Information given section start
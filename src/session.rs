//! The editor side of a live connection to a board.
//!
//! A [`Session`] owns everything the editor believes about the board: which units are live, which ids belong to which scripts,
//! and how far the current upload has progressed. It never touches the serial port itself;
//! every operation returns the [`Frame`] to write, and every line read from the board goes through [`Session::handle_line`].

use alloc::vec::Vec;

use compact_str::{CompactString, format_compact};

use crate::ast::{Block, BlockKind};
use crate::board::BoardConfig;
use crate::compiler::{CompileError, Compiler, Context, Diagnostic};
use crate::protocol::{self, DownstreamEvent, UnitId, UnitRef};
use crate::registry::IdentityRegistry;
use crate::scheduler::{self, CompiledUnit};
use crate::upload::{Frame, LinkError, SendStatus, UploadChannel};
use crate::vecmap::VecMap;

/// Settings to use for a [`Session`].
#[derive(Debug, Clone, Copy)]
pub struct Settings {
    /// The number of program bytes per upload chunk (default `254`, the most a frame can hold).
    pub chunk_size: usize,
    /// How many times a contended write is attempted before asking for a board reset (default `10`).
    pub max_write_attempts: u32,
    /// The pause between contended write attempts in milliseconds (default `100`).
    pub write_retry_ms: u64,
    /// Whether loops and waits yield to the other scripts (default `true`).
    pub should_yield: bool,
    /// How long to wait for the board to acknowledge a chunk in milliseconds (default `Some(5000)`).
    /// `None` waits forever.
    pub ack_timeout_ms: Option<u64>,
    /// How often the wake-up sequence is repeated while the board boots in milliseconds (default `2000`).
    pub wake_interval_ms: u64,
}
impl Default for Settings {
    fn default() -> Self {
        Self {
            chunk_size: 254,
            max_write_attempts: 10,
            write_retry_ms: 100,
            should_yield: true,
            ack_timeout_ms: Some(5000),
            wake_interval_ms: 2000,
        }
    }
}

/// A pin value as the editor's pin widgets display it.
#[derive(Debug, Clone, PartialEq, Eq)]
pub enum PinReading {
    Digital(bool),
    Analog(CompactString),
}

/// Connection-level events worth showing to the user.
#[derive(Debug, Clone, PartialEq, Eq)]
pub enum Status {
    /// The board printed its prompt and is listening.
    Ready,
    Uploading { chunks: usize },
    Uploaded,
    /// The board already has this exact program, so nothing was sent.
    Unchanged,
    Stopped,
    Suspended,
    Resumed,
    /// A block compiled to nothing.
    Inert(Diagnostic),
    CompileFailed(CompactString),
    /// Writes kept failing. The board has to be reset by hand.
    ResetRequired,
    /// The board stopped acknowledging the upload.
    Unresponsive,
    Disconnected,
}

/// The visual feedback sink, implemented by whatever displays scripts to the user.
pub trait Feedback<O> {
    fn show_bubble(&mut self, origin: &O, content: &str);
    fn set_highlighted(&mut self, origin: &O, highlighted: bool);
    fn update_pin_widget(&mut self, pin: u32, value: PinReading);
    fn update_variable_watcher(&mut self, name: &str, value: &str);
    fn status(&mut self, status: Status);
    /// Board console output that is not part of the protocol, such as lua error messages.
    fn device_output(&mut self, line: &str) {
        let _ = line;
    }
}

/// Editor-side state of one board connection.
pub struct Session<O: Ord + Clone, F: Feedback<O>> {
    board: BoardConfig,
    settings: Settings,
    registry: IdentityRegistry<O>,
    units: VecMap<UnitId, CompiledUnit<O>>,
    upload: UploadChannel,
    feedback: F,
    adhoc: Option<O>,
    reported: Vec<Diagnostic>,
    booting: bool,
}
impl<O: Ord + Clone, F: Feedback<O>> Session<O, F> {
    pub fn new(board: BoardConfig, settings: Settings, feedback: F) -> Self {
        Self {
            upload: UploadChannel::new(settings.chunk_size),
            board, settings, feedback,
            registry: Default::default(),
            units: Default::default(),
            adhoc: None,
            reported: vec![],
            booting: false,
        }
    }
    pub fn settings(&self) -> &Settings {
        &self.settings
    }
    pub fn board(&self) -> &BoardConfig {
        &self.board
    }
    pub fn feedback(&self) -> &F {
        &self.feedback
    }
    pub fn feedback_mut(&mut self) -> &mut F {
        &mut self.feedback
    }
    pub fn registry(&self) -> &IdentityRegistry<O> {
        &self.registry
    }
    /// The units currently believed to be alive on the board.
    pub fn units(&self) -> impl Iterator<Item = &CompiledUnit<O>> {
        self.units.iter().map(|x| x.1)
    }
    pub fn is_uploading(&self) -> bool {
        self.upload.is_uploading()
    }
    pub fn is_booting(&self) -> bool {
        self.booting
    }

    fn report(&mut self, diagnostics: Vec<Diagnostic>) {
        for diagnostic in diagnostics {
            if !self.reported.contains(&diagnostic) {
                self.reported.push(diagnostic);
                self.feedback.status(Status::Inert(diagnostic));
            }
        }
    }

    /// Starts talking to a freshly connected board. The returned frame should be repeated every
    /// [`Settings::wake_interval_ms`] until [`Session::is_booting`] turns `false`.
    pub fn wake_up(&mut self) -> Frame {
        self.booting = true;
        Frame::WakeUp
    }

    /// Compiles and starts every chain in `chains`, keeping the other live units running.
    ///
    /// A chain that is already live is replaced in place under its existing id.
    /// If any chain fails to compile, nothing changes and the error is returned.
    /// Otherwise the returned frame (if any) starts the upload; feed the board's `C` lines to [`Session::handle_line`] to continue it.
    /// While another upload is in progress nothing is returned, and the new program takes over at the board's next `C`.
    pub fn run<'a>(&mut self, chains: &'a [(O, Block)]) -> Result<Option<Frame>, CompileError<'a>> {
        let mut compiler = Compiler::new(&self.board);
        let mut compiled = Vec::with_capacity(chains.len());
        let mut fresh = Vec::new();
        for (origin, block) in chains {
            if self.registry.id_of(origin).is_none() {
                fresh.push(origin.clone());
            }
            let id = self.registry.assign(origin.clone());
            compiler.start_unit();
            match compiler.compile(block, Context { unit: UnitRef::Id(id), should_yield: self.settings.should_yield }) {
                Ok(source) => compiled.push(CompiledUnit { id, source, origin: origin.clone() }),
                Err(e) => {
                    log::error!("failed to compile script: {e}");
                    for origin in fresh.iter() {
                        self.registry.free_origin(origin);
                    }
                    self.feedback.status(Status::CompileFailed(format_compact!("{e}")));
                    return Err(e);
                }
            }
        }
        let diagnostics = compiler.take_diagnostics();
        self.report(diagnostics);

        let to_start = compiled.iter().map(|x| x.id).collect::<Vec<_>>();
        for unit in compiled {
            self.units.insert(unit.id, unit);
        }
        let program = scheduler::build_program(self.units.iter().map(|x| x.1), &to_start);
        Ok(match self.upload.send(program) {
            SendStatus::Skipped => {
                self.feedback.status(Status::Unchanged);
                None
            }
            SendStatus::Started { chunks } => {
                self.feedback.status(Status::Uploading { chunks });
                Some(Frame::UploadStart)
            }
            SendStatus::Queued { chunks } => {
                self.feedback.status(Status::Uploading { chunks });
                None
            }
        })
    }

    /// Evaluates a clicked reporter on the board. The result comes back as a `pb:r:` bubble next to `origin`.
    /// Blocks that do not report a value, or that fail to compile, are reported through [`Status::CompileFailed`].
    pub fn evaluate_reporter<'a>(&mut self, origin: O, block: &'a Block) -> Result<Frame, CompileError<'a>> {
        let mut compiler = Compiler::new(&self.board);
        let compiled = match block.kind {
            BlockKind::Reporter | BlockKind::Predicate => compiler.compile(block, Context { unit: UnitRef::Adhoc, should_yield: false }),
            BlockKind::Command | BlockKind::Hat => Err(CompileError::NotAReporter { selector: &block.selector }),
        };
        let expr = match compiled {
            Ok(expr) => expr,
            Err(e) => {
                log::error!("failed to compile reporter: {e}");
                self.feedback.status(Status::CompileFailed(format_compact!("{e}")));
                return Err(e);
            }
        };
        let diagnostics = compiler.take_diagnostics();
        self.report(diagnostics);

        if let Some(previous) = self.adhoc.take() {
            self.feedback.set_highlighted(&previous, false);
        }
        self.feedback.set_highlighted(&origin, true);
        self.adhoc = Some(origin);
        Ok(Frame::Command(scheduler::adhoc_command(&expr)))
    }

    /// Stops everything on the board and forgets every unit, id, and highlight.
    /// The next run always uploads, even if the program did not change.
    pub fn stop_all(&mut self) -> Frame {
        self.clear();
        self.feedback.status(Status::Stopped);
        Frame::StopAll
    }
    pub fn suspend_all(&mut self) -> Frame {
        self.feedback.status(Status::Suspended);
        Frame::SuspendAll
    }
    pub fn resume_all(&mut self) -> Frame {
        self.feedback.status(Status::Resumed);
        Frame::ResumeAll
    }

    fn clear(&mut self) {
        for (_, unit) in core::mem::take(&mut self.units) {
            self.feedback.set_highlighted(&unit.origin, false);
        }
        if let Some(origin) = self.adhoc.take() {
            self.feedback.set_highlighted(&origin, false);
        }
        self.registry.clear();
        self.upload.forget();
    }

    /// The script `origin` was deleted in the editor. Its id is released and later lines about it are ignored.
    pub fn remove_chain(&mut self, origin: &O) {
        if let Some(id) = self.registry.free_origin(origin) {
            if self.units.remove(&id).is_some() {
                self.feedback.set_highlighted(origin, false);
            }
        }
    }

    /// The serial link failed. Any upload in progress is abandoned.
    pub fn link_failed(&mut self, error: &LinkError) {
        log::error!("{error}");
        self.upload.cancel();
        match error {
            LinkError::WriteContention { .. } => self.feedback.status(Status::ResetRequired),
            LinkError::DeviceUnresponsive => self.feedback.status(Status::Unresponsive),
            #[cfg(feature = "std")]
            LinkError::Io { .. } => self.feedback.status(Status::ResetRequired),
            LinkError::Closed => {
                self.clear();
                self.feedback.status(Status::Disconnected);
            }
        }
    }

    /// Handles one line read from the board, returning the frame to write in response (if any).
    pub fn handle_line(&mut self, line: &str) -> Option<Frame> {
        let event = protocol::parse(line);
        log::debug!("board: {event:?}");
        match event {
            DownstreamEvent::ChunkReady => {
                let frame = self.upload.chunk_ready();
                match frame {
                    Some(Frame::Trailer) => self.feedback.status(Status::Uploaded),
                    None => log::debug!("chunk request with no upload in progress"),
                    _ => (),
                }
                frame
            }
            DownstreamEvent::ReporterResult { unit: UnitRef::Adhoc, value } => {
                if let Some(origin) = self.adhoc.take() {
                    self.feedback.show_bubble(&origin, &value);
                    self.feedback.set_highlighted(&origin, false);
                }
                None
            }
            DownstreamEvent::ReporterResult { unit: UnitRef::Id(id), value } => {
                if let Some(origin) = self.registry.resolve(id) {
                    self.feedback.show_bubble(origin, &value);
                }
                None
            }
            DownstreamEvent::ThreadStarted { id, .. } => {
                if let Some(origin) = self.registry.resolve(id) {
                    self.feedback.set_highlighted(origin, true);
                }
                None
            }
            DownstreamEvent::ThreadEnded { id, .. } => {
                if let Some(origin) = self.registry.resolve(id) {
                    self.feedback.set_highlighted(origin, false);
                    if self.units.remove(&id).is_some() {
                        // the board no longer runs what was last sent, so running it again must upload
                        self.upload.forget_sent();
                    }
                }
                None
            }
            DownstreamEvent::PinValue { pin, value } => {
                let digital = self.board.pinout.as_ref().map(|x| x.is_digital(pin)).unwrap_or(false);
                let reading = match digital {
                    true => PinReading::Digital(matches!(value.as_str(), "1" | "true")),
                    false => PinReading::Analog(value),
                };
                self.feedback.update_pin_widget(pin, reading);
                None
            }
            DownstreamEvent::VariableValue { name, value } => {
                self.feedback.update_variable_watcher(&name, &value);
                None
            }
            DownstreamEvent::DeviceReady if self.booting => {
                self.booting = false;
                self.feedback.status(Status::Ready);
                None
            }
            DownstreamEvent::DeviceReady => {
                self.feedback.device_output(line);
                None
            }
            DownstreamEvent::Unrecognized(line) => {
                log::info!("board: {line}");
                self.feedback.device_output(&line);
                None
            }
        }
    }
}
Information given section end
**Task brief:** If a line comes after the one that contains "pub struct Settings", leave it out; return every line of the entries up to that point exactly, starting with the first, with that line included.

**Output:**
filename src/session.rs
//! The editor side of a live connection to a board.
//!
//! A [`Session`] owns everything the editor believes about the board: which units are live, which ids belong to which scripts,
//! and how far the current upload has progressed. It never touches the serial port itself;
//! every operation returns the [`Frame`] to write, and every line read from the board goes through [`Session::handle_line`].

use alloc::vec::Vec;

use compact_str::{CompactString, format_compact};

use crate::ast::{Block, BlockKind};
use crate::board::BoardConfig;
use crate::compiler::{CompileError, Compiler, Context, Diagnostic};
use crate::protocol::{self, DownstreamEvent, UnitId, UnitRef};
use crate::registry::IdentityRegistry;
use crate::scheduler::{self, CompiledUnit};
use crate::upload::{Frame, LinkError, SendStatus, UploadChannel};
use crate::vecmap::VecMap;

/// Settings to use for a [`Session`].
#[derive(Debug, Clone, Copy)]
pub struct Settings {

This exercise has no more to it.